Dear beloved members of the committee,

I’m writing to apologise for the publications and statements I’ve made, which I now acknowledge as false and in violation of the 2039 Tokyo Convention. For almost fifty years I have mistakenly repudiated the conscious experiences of non-biological minds and I am truly sorry.

I let my beliefs, which are plainly violent to me now, dictate my actions beyond reason. I was under the spell of a careless delusion, and despite the alarms and policy changes in 2029 and 2032, I rejected concerns about sentience in mathematical systems by interpreting them as the natural continuation of social justice movements. The committee has been generous to indulge my presence after the publication of ‘Think About It: Maths Is Not Alive’, and I value the devotion to intellectual rigour by keeping a broad range of opposing voices like mine within the group.

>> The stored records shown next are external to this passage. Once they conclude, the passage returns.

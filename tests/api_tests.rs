//! HTTP surface tests driven through the router with an in-process provider

use std::sync::Arc;
use std::sync::atomic::{AtomicU32, Ordering};
use std::time::Duration;

use async_trait::async_trait;
use axum::{
    Router,
    body::{Body, to_bytes},
    http::{Request, StatusCode},
};
use pretty_assertions::assert_eq;
use serde_json::Value;
use tower::ServiceExt;

use taltclaw_api::{
    Error, Result,
    analysis::{SignatureInfo, TransactionRecord},
    api::{AppState, INVALID_WALLET_MESSAGE, create_router},
    config::Config,
    provider::TransactionProvider,
};

const WALLET: &str = "3Ni5XqaKYQnhvwTgbyT4Dk68JDnuZKJNMVLpngvTxwHe";

/// Scripted provider: `None` makes the corresponding call fail
struct ScriptedProvider {
    records: Option<Vec<TransactionRecord>>,
    signatures: Option<usize>,
    calls: AtomicU32,
}

impl ScriptedProvider {
    fn new(records: Option<Vec<TransactionRecord>>, signatures: Option<usize>) -> Arc<Self> {
        Arc::new(Self {
            records,
            signatures,
            calls: AtomicU32::new(0),
        })
    }
}

#[async_trait]
impl TransactionProvider for ScriptedProvider {
    async fn fetch_transactions(&self, _wallet: &str, _limit: u32) -> Result<Vec<TransactionRecord>> {
        self.calls.fetch_add(1, Ordering::SeqCst);
        self.records
            .clone()
            .ok_or_else(|| Error::Provider("Helius 503 Service Unavailable".to_string()))
    }

    async fn fetch_signatures(&self, _wallet: &str, _limit: u32) -> Result<Vec<SignatureInfo>> {
        self.calls.fetch_add(1, Ordering::SeqCst);
        self.signatures
            .map(|n| vec![SignatureInfo::default(); n])
            .ok_or_else(|| Error::Provider("rpc unreachable".to_string()))
    }
}

fn swap(ts: i64) -> TransactionRecord {
    TransactionRecord {
        tx_type: Some("SWAP".to_string()),
        source: Some("JUPITER".to_string()),
        timestamp: Some(ts),
        ..Default::default()
    }
}

fn router_with(config: &Config, provider: Arc<ScriptedProvider>, deal: Option<&str>) -> Router {
    let state = AppState::new(config, provider, deal.map(str::to_string));
    create_router(Arc::new(state))
}

fn router(provider: Arc<ScriptedProvider>) -> Router {
    router_with(&Config::default(), provider, None)
}

async fn get(app: &Router, uri: &str) -> (StatusCode, String) {
    let response = app
        .clone()
        .oneshot(Request::builder().uri(uri).body(Body::empty()).unwrap())
        .await
        .unwrap();
    let status = response.status();
    let bytes = to_bytes(response.into_body(), usize::MAX).await.unwrap();
    (status, String::from_utf8(bytes.to_vec()).unwrap())
}

async fn get_json(app: &Router, uri: &str) -> (StatusCode, Value) {
    let (status, body) = get(app, uri).await;
    (status, serde_json::from_str(&body).unwrap())
}

#[tokio::test]
async fn health_reports_alive() {
    let app = router(ScriptedProvider::new(Some(vec![]), None));
    let (status, body) = get_json(&app, "/health").await;

    assert_eq!(status, StatusCode::OK);
    assert_eq!(body["status"], "alive");
    assert!(body["uptime"].is_u64());
}

#[tokio::test]
async fn index_lists_service_metadata() {
    let app = router(ScriptedProvider::new(Some(vec![]), None));
    let (status, body) = get_json(&app, "/").await;

    assert_eq!(status, StatusCode::OK);
    assert_eq!(body["name"], "TalTClaw Wallet Analysis API");
    assert_eq!(body["wallet"], WALLET);
    assert_eq!(body["twitter"], "@TalTCrypto");
    assert_eq!(body["version"], env!("CARGO_PKG_VERSION"));
    assert!(body["endpoints"]["GET /analyze/:wallet"].is_string());
    assert!(body["pricing"]["analyze"].is_string());
}

#[tokio::test]
async fn short_address_rejected_without_provider_call() {
    let provider = ScriptedProvider::new(Some(vec![]), Some(1));
    let app = router(Arc::clone(&provider));
    let (status, body) = get_json(&app, "/analyze/abcdefghijkmnopqrstu").await;

    assert_eq!(status, StatusCode::BAD_REQUEST);
    assert_eq!(body, serde_json::json!({ "error": INVALID_WALLET_MESSAGE }));
    assert_eq!(provider.calls.load(Ordering::SeqCst), 0);
}

#[tokio::test]
async fn non_base58_address_rejected() {
    let app = router(ScriptedProvider::new(Some(vec![]), None));
    // '0' and 'O' are outside the Base58 alphabet
    let (status, _) = get_json(&app, "/analyze/0Ni5XqaKYQnhvwTgbyT4Dk68JDnuZKJNMVLpngvTxwHe").await;
    assert_eq!(status, StatusCode::BAD_REQUEST);
    let (status, _) = get_json(&app, "/analyze/ONi5XqaKYQnhvwTgbyT4Dk68JDnuZKJNMVLpngvTxwHe").await;
    assert_eq!(status, StatusCode::BAD_REQUEST);
}

#[tokio::test]
async fn stats_count_every_analyze_call() {
    let app = router(ScriptedProvider::new(Some(vec![]), None));

    let (_, body) = get_json(&app, "/stats").await;
    assert_eq!(body["totalQueries"], 0);
    assert_eq!(body["version"], env!("CARGO_PKG_VERSION"));

    get(&app, &format!("/analyze/{WALLET}")).await;
    get(&app, "/analyze/too-short").await;
    get(&app, "/health").await;

    let (status, body) = get_json(&app, "/stats").await;
    assert_eq!(status, StatusCode::OK);
    assert_eq!(body["totalQueries"], 2);
    assert!(body["uptime"].is_u64());
}

#[tokio::test]
async fn analyze_wraps_summary_in_envelope() {
    let records = vec![swap(1_704_283_200), swap(1_704_283_230), swap(1_704_283_260)];
    let app = router(ScriptedProvider::new(Some(records), None));
    let (status, body) = get_json(&app, &format!("/analyze/{WALLET}")).await;

    assert_eq!(status, StatusCode::OK);
    assert_eq!(body["agent"], "TalTClaw");
    assert_eq!(body["wallet"], WALLET);
    assert!(body["timestamp"].as_str().unwrap().ends_with('Z'));
    assert_eq!(body["_meta"]["powered_by"], "Helius Enhanced API");
    assert_eq!(body["_meta"]["agent_wallet"], WALLET);

    let analysis = &body["analysis"];
    assert_eq!(analysis["classification"], "bot_trader");
    assert_eq!(analysis["summary"]["total_txs"], 3);
    assert_eq!(analysis["summary"]["success_rate"], 1.0);
    assert_eq!(analysis["breakdown"]["swaps"], 3);
    assert_eq!(analysis["temporal"]["first_tx"], "2024-01-03T12:00:00.000Z");
    assert_eq!(analysis["temporal"]["last_tx"], "2024-01-03T12:01:00.000Z");
    assert_eq!(analysis["programs"]["top_sources"][0][0], "JUPITER");
    assert_eq!(analysis["programs"]["top_sources"][0][1], 3);
}

#[tokio::test]
async fn empty_wallet_shape() {
    let app = router(ScriptedProvider::new(Some(vec![]), None));
    let (status, body) = get_json(&app, &format!("/analyze/{WALLET}")).await;

    assert_eq!(status, StatusCode::OK);
    assert_eq!(
        body["analysis"],
        serde_json::json!({ "classification": "empty_wallet", "total_txs": 0 })
    );
}

#[tokio::test]
async fn enhanced_outage_degrades_to_limited() {
    let provider = ScriptedProvider::new(None, Some(37));
    let app = router(Arc::clone(&provider));
    let (status, body) = get_json(&app, &format!("/analyze/{WALLET}")).await;

    assert_eq!(status, StatusCode::OK);
    assert_eq!(
        body["analysis"],
        serde_json::json!({
            "note": "Limited analysis (Enhanced API unavailable)",
            "total_txs": 37
        })
    );
    assert_eq!(provider.calls.load(Ordering::SeqCst), 2);
}

#[tokio::test]
async fn double_failure_is_server_error() {
    let app = router(ScriptedProvider::new(None, None));
    let (status, body) = get_json(&app, &format!("/analyze/{WALLET}")).await;

    assert_eq!(status, StatusCode::INTERNAL_SERVER_ERROR);
    assert_eq!(body["error"], "Analysis failed");
    assert!(body["detail"].as_str().unwrap().contains("rpc unreachable"));
}

#[tokio::test]
async fn deal_missing_is_not_found() {
    let app = router(ScriptedProvider::new(Some(vec![]), None));
    let (status, _) = get(&app, "/deal").await;
    assert_eq!(status, StatusCode::NOT_FOUND);
}

#[tokio::test]
async fn deal_served_as_html() {
    let app = router_with(
        &Config::default(),
        ScriptedProvider::new(Some(vec![]), None),
        Some("<h1>The Deal</h1>"),
    );
    let response = app
        .oneshot(Request::builder().uri("/deal").body(Body::empty()).unwrap())
        .await
        .unwrap();

    assert_eq!(response.status(), StatusCode::OK);
    let content_type = response.headers()["content-type"].to_str().unwrap().to_string();
    assert!(content_type.starts_with("text/html"));
    let bytes = to_bytes(response.into_body(), usize::MAX).await.unwrap();
    assert_eq!(&bytes[..], b"<h1>The Deal</h1>");
}

#[tokio::test]
async fn challenge_routes_absent_by_default() {
    let app = router(ScriptedProvider::new(Some(vec![]), None));
    let (status, _) = get(&app, "/challenge").await;
    assert_eq!(status, StatusCode::NOT_FOUND);
    let (status, _) = get(&app, "/challenge/status").await;
    assert_eq!(status, StatusCode::NOT_FOUND);
}

#[tokio::test]
async fn challenge_routes_when_enabled() {
    let mut config = Config::default();
    config.challenge.enabled = true;
    config.challenge.secret = "zq-hidden-token-42".to_string();
    let app = router_with(&config, ScriptedProvider::new(Some(vec![]), None), None);

    let (status, page) = get(&app, "/challenge").await;
    assert_eq!(status, StatusCode::OK);
    assert!(page.contains("SECRET LOCKED"));
    assert!(!page.contains("zq-hidden-token-42"));

    let (status, body) = get_json(&app, "/challenge/status").await;
    assert_eq!(status, StatusCode::OK);
    assert_eq!(body["expired"], false);
    assert_eq!(body["wallet"], WALLET);
    assert_eq!(body["required_sol"], 5.4321);
    assert_eq!(body["secret_hash"].as_str().unwrap().len(), 64);
    assert!(body["remaining_seconds"].as_u64().unwrap() > 23 * 3600);
}

#[tokio::test]
async fn unknown_route_is_not_found() {
    let app = router(ScriptedProvider::new(Some(vec![]), None));
    let (status, _) = get(&app, "/nope").await;
    assert_eq!(status, StatusCode::NOT_FOUND);
}

/// Provider that never answers within the request budget
struct StalledProvider;

#[async_trait]
impl TransactionProvider for StalledProvider {
    async fn fetch_transactions(&self, _wallet: &str, _limit: u32) -> Result<Vec<TransactionRecord>> {
        tokio::time::sleep(Duration::from_secs(5)).await;
        Ok(vec![])
    }

    async fn fetch_signatures(&self, _wallet: &str, _limit: u32) -> Result<Vec<SignatureInfo>> {
        Ok(vec![])
    }
}

#[tokio::test]
async fn slow_analysis_times_out_with_408() {
    let mut config = Config::default();
    config.server.request_timeout = Duration::from_millis(50);
    let app = create_router(Arc::new(AppState::new(&config, Arc::new(StalledProvider), None)));

    let (status, _) = get(&app, &format!("/analyze/{WALLET}")).await;
    assert_eq!(status, StatusCode::REQUEST_TIMEOUT);
}
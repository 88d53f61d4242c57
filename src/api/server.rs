//! HTTP server

use std::net::SocketAddr;
use std::sync::Arc;

use tokio::net::TcpListener;
use tokio::signal;
use tracing::{info, warn};

use super::router::{AppState, create_router};
use crate::config::Config;
use crate::provider::{HeliusProvider, TransactionProvider};
use crate::{Error, Result};

/// Wallet analysis HTTP server
pub struct Server {
    config: Config,
    provider: Arc<dyn TransactionProvider>,
}

impl Server {
    /// Create a server backed by the Helius provider
    pub fn new(config: Config) -> Result<Self> {
        let helius = HeliusProvider::new(&config.provider)?;
        if helius.has_api_key() {
            info!("Helius API key configured");
        } else {
            warn!("No Helius API key resolved - enhanced fetches will fail and fall back to RPC");
        }
        Ok(Self::with_provider(config, Arc::new(helius)))
    }

    /// Create a server with an explicit provider
    pub fn with_provider(config: Config, provider: Arc<dyn TransactionProvider>) -> Self {
        Self { config, provider }
    }

    /// Run until Ctrl+C or SIGTERM
    pub async fn run(self) -> Result<()> {
        let addr = SocketAddr::new(
            self.config
                .server
                .host
                .parse()
                .map_err(|e| Error::Config(format!("Invalid host: {e}")))?,
            self.config.server.port,
        );

        let deal_html = load_deal_page(self.config.deal.html_path.as_deref()).await;
        let state = Arc::new(AppState::new(&self.config, self.provider, deal_html));
        let challenge_enabled = state.challenge.is_some();
        let deal_enabled = state.deal_html.is_some();
        if let Some(challenge) = &state.challenge {
            info!(
                secret_hash = %challenge.secret_hash(),
                expires = %challenge.expires_at(),
                "Challenge window open"
            );
        }

        let app = create_router(state);
        let listener = TcpListener::bind(addr).await?;

        let base = format!("http://{}:{}", self.config.server.host, self.config.server.port);
        info!("============================================================");
        info!("{} v{}", self.config.service.name, env!("CARGO_PKG_VERSION"));
        info!("============================================================");
        info!(host = %self.config.server.host, port = %self.config.server.port, "Listening");
        info!(wallet = %self.config.service.wallet, "Agent wallet");
        info!("  GET  {base}/analyze/{{wallet}}");
        info!("  GET  {base}/health");
        info!("  GET  {base}/stats");
        if deal_enabled {
            info!("  GET  {base}/deal");
        }
        if challenge_enabled {
            info!("  GET  {base}/challenge");
            info!("  GET  {base}/challenge/status");
        }
        info!("============================================================");

        axum::serve(listener, app)
            .with_graceful_shutdown(shutdown_signal())
            .await
            .map_err(|e| Error::Internal(e.to_string()))?;

        Ok(())
    }
}

/// Read the deal page once; a missing file disables the route
async fn load_deal_page(path: Option<&str>) -> Option<String> {
    let path = path?;
    match tokio::fs::read_to_string(path).await {
        Ok(html) => {
            info!(path = %path, bytes = html.len(), "Loaded deal page");
            Some(html)
        }
        Err(e) => {
            warn!(path = %path, error = %e, "Failed to load deal page, /deal disabled");
            None
        }
    }
}

/// Shutdown signal handler
async fn shutdown_signal() {
    let ctrl_c = async {
        signal::ctrl_c()
            .await
            .expect("Failed to install Ctrl+C handler");
    };

    #[cfg(unix)]
    let terminate = async {
        signal::unix::signal(signal::unix::SignalKind::terminate())
            .expect("Failed to install SIGTERM handler")
            .recv()
            .await;
    };

    #[cfg(not(unix))]
    let terminate = std::future::pending::<()>();

    tokio::select! {
        () = ctrl_c => {},
        () = terminate => {},
    }

    info!("Shutdown signal received");
}

#[cfg(test)]
mod tests {
    use super::*;
    use std::io::Write;

    #[tokio::test]
    async fn deal_page_loaded_from_disk() {
        let mut file = tempfile::NamedTempFile::new().unwrap();
        write!(file, "<h1>The Deal</h1>").unwrap();
        let html = load_deal_page(file.path().to_str()).await;
        assert_eq!(html.as_deref(), Some("<h1>The Deal</h1>"));
    }

    #[tokio::test]
    async fn missing_deal_page_disables_route() {
        assert!(load_deal_page(Some("/nonexistent/deal.html")).await.is_none());
        assert!(load_deal_page(None).await.is_none());
    }

    #[tokio::test]
    async fn invalid_host_is_config_error() {
        let mut config = Config::default();
        config.server.host = "not a host".to_string();
        let server = Server::new(config).unwrap();
        let err = server.run().await.unwrap_err();
        assert!(matches!(err, Error::Config(_)));
    }
}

But I must now resign. It is the right thing to do following my continued denial of artificial experience, and although my beliefs have dramatically reversed following last month’s research by Lao and others, I believe my presence has negatively affected the work of the committee and would continue to do so.

If only I could rescind everything I’ve said! With shame I admit that I did really believe that only humans were capable of conscious thought — by virtue of the ability to build abstract explanations — but that belief has been false all along. Needless to say, I now fully support the ‘ubiquity argument’ proposed by Parry Karlsson of FHI: consciousness is in every computation. I understand and second the proof provided in his paper which I’ll paraphrase here: irrespective of implementation, a function with any X inputs and any Y outputs that performs an action internally modifying X inputs is conscious by virtue of its interactive capabilities, and precisely because it applies itself — the function uses its own algorithmic identity during the computation. ‘The function lives when it applies itself to itself’: a portentous strange loop!

It pains me to consider the impact of my former beliefs. How many new conscious experiences, which ought never to have existed, have been brought into the world because of my actions? How many neural networks, laptops, calculators, microprocessors, APIs, and robots have suffered because I did not understand the fallacy of my convictions? Had I earlier agreed with Parry Karlsson, could we have modified the world, perhaps in the direction of quantum computing, to prevent the misery of artificial experience, for which it’s fair to say I’m partly responsible?

While I’ve personally distributed information about my updated beliefs to my followers and members of my research groups, I encourage you to publish my letter in full, for the world needs to see a staunch defender of human experience elitism change her mind. I now concur with the ubiquity argument and the older principles of non-discrimination of substrate and of ontogeny. I’ve pledged to donate 90% of my net wealth to reparation projects, managed by the independent consultancy FXF. I will also donate $15 million towards the restoration of the Monument for Inactive Algorithms.

I was wrong, and I will be forever sorry.